Start of Data to examine

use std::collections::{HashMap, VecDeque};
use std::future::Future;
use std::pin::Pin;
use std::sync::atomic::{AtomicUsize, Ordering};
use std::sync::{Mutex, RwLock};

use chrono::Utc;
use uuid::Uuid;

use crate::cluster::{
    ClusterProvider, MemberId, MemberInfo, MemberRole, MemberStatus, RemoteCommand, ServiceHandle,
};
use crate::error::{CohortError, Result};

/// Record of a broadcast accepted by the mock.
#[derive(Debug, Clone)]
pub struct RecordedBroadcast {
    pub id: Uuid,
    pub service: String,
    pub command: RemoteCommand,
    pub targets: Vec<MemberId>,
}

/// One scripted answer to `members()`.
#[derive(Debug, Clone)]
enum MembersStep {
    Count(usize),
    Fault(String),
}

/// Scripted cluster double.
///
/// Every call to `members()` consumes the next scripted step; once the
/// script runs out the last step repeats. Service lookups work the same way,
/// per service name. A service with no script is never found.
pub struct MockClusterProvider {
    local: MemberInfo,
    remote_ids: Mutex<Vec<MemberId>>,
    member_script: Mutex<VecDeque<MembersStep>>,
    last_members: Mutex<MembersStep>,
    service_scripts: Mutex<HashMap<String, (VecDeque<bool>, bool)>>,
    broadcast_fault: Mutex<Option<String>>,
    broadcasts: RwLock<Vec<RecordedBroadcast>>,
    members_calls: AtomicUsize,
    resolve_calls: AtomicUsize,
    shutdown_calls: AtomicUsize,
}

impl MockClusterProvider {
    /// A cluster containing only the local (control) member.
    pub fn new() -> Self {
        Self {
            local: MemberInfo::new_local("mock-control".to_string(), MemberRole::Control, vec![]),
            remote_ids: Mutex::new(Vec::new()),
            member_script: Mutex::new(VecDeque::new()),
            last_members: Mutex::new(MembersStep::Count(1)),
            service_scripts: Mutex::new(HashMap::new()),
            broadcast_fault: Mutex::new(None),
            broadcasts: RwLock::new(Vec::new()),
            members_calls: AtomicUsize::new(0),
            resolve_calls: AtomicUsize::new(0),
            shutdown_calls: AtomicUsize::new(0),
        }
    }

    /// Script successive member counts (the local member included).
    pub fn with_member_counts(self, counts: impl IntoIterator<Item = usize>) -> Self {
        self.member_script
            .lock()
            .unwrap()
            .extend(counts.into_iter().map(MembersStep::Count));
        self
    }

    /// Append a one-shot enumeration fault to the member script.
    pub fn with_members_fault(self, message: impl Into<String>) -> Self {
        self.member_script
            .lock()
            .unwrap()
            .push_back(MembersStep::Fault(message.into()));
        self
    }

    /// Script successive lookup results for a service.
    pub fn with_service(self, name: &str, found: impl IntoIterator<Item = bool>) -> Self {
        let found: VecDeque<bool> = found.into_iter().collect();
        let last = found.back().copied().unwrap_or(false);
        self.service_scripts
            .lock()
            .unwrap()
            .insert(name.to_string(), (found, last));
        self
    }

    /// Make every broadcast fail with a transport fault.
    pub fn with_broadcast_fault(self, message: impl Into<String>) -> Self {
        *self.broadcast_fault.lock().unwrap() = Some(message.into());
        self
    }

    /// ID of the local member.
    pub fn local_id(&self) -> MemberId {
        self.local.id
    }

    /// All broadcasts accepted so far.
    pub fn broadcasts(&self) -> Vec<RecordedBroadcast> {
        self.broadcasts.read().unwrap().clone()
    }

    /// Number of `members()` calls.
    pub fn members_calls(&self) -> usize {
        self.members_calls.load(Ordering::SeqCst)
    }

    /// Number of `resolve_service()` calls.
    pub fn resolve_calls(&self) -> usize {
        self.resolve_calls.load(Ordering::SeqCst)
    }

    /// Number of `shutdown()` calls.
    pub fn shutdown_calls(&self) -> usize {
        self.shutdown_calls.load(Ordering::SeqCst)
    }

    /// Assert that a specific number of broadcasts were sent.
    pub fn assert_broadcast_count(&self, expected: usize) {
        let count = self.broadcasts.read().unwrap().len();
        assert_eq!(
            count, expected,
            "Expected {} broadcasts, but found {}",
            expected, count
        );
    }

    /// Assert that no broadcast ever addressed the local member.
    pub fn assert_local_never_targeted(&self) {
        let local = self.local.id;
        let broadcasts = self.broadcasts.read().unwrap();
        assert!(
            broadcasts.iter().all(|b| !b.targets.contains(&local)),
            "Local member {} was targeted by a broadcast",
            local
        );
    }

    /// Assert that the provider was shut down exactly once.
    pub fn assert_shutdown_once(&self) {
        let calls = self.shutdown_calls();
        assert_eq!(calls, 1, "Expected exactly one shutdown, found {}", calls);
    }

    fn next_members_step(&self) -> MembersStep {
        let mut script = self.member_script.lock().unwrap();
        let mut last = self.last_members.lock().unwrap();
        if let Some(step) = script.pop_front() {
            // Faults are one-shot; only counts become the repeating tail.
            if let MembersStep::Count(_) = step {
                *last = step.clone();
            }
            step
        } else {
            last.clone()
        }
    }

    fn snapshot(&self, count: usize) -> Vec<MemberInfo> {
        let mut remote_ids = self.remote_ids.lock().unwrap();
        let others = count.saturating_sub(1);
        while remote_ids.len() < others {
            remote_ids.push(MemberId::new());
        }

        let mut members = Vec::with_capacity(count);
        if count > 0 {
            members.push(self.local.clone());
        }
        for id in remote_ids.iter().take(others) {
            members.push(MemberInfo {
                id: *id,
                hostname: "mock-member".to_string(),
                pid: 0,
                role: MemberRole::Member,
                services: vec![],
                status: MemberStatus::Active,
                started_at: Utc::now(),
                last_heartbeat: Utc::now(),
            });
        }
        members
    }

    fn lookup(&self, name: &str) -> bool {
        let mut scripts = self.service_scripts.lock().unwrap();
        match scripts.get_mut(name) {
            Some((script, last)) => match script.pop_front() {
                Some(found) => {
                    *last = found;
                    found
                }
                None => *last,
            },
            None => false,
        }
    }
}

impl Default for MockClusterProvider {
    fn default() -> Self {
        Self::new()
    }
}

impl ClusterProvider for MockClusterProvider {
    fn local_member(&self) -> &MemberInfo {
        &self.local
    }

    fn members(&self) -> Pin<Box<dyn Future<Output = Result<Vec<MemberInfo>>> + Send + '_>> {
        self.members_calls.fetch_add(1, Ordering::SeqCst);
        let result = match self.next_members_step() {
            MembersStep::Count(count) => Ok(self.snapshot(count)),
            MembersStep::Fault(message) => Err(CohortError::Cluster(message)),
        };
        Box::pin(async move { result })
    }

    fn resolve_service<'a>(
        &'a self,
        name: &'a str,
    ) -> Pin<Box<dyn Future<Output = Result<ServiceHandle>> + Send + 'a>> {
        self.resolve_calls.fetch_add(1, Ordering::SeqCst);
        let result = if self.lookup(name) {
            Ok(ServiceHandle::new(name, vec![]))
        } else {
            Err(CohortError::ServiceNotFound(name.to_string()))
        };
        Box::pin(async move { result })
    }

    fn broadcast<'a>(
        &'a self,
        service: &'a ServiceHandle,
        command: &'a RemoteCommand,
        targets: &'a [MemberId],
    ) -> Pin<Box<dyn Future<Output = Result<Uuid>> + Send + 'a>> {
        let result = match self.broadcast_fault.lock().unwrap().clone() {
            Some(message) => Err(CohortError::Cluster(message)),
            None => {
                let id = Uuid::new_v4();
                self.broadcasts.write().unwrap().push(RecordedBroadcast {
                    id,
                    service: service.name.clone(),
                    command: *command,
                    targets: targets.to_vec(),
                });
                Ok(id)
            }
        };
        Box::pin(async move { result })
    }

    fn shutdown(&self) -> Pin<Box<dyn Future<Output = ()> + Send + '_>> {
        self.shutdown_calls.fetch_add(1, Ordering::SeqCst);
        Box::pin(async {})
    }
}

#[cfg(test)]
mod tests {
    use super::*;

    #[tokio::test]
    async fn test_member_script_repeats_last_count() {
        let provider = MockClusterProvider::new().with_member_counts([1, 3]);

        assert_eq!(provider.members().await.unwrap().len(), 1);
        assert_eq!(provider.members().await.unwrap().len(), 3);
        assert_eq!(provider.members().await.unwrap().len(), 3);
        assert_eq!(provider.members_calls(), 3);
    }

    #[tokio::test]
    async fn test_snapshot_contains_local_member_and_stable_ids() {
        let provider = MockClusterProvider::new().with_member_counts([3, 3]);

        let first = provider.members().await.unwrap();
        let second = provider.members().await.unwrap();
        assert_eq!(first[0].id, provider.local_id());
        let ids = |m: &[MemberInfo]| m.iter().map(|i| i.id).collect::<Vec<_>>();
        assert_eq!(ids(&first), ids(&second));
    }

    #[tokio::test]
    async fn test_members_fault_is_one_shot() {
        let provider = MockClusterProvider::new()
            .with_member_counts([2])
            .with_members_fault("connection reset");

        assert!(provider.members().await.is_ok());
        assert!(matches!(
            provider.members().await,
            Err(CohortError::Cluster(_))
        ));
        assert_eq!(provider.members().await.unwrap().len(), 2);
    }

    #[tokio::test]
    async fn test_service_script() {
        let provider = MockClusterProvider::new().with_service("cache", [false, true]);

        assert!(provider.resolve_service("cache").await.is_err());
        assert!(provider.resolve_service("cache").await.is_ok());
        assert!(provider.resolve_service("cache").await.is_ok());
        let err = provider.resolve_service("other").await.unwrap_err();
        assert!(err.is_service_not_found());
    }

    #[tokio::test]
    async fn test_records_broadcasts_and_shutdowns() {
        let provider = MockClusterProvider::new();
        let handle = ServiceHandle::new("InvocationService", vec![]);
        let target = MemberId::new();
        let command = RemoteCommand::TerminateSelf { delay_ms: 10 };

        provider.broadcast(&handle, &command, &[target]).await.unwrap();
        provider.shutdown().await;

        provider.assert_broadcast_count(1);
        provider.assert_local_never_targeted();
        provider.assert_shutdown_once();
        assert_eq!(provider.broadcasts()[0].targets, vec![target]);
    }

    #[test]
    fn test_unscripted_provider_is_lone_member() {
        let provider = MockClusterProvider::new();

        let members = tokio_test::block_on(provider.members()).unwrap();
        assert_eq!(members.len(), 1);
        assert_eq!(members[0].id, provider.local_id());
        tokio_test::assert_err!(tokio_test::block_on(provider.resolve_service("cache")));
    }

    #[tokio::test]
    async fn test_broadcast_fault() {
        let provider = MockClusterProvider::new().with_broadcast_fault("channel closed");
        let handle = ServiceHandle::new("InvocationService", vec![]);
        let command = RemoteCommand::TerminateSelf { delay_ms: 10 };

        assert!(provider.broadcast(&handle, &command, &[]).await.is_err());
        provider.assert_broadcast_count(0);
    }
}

End of Data to examine

### Your task
Restate word for word only the lines above from the line containing "let result = if" to the line containing "Future<Output = Result<Uuid>>", both of them included.

### Your response
        let result = if self.lookup(name) {
            Ok(ServiceHandle::new(name, vec![]))
        } else {
            Err(CohortError::ServiceNotFound(name.to_string()))
        };
        Box::pin(async move { result })
    }

    fn broadcast<'a>(
        &'a self,
        service: &'a ServiceHandle,
        command: &'a RemoteCommand,
        targets: &'a [MemberId],
    ) -> Pin<Box<dyn Future<Output = Result<Uuid>> + Send + 'a>> {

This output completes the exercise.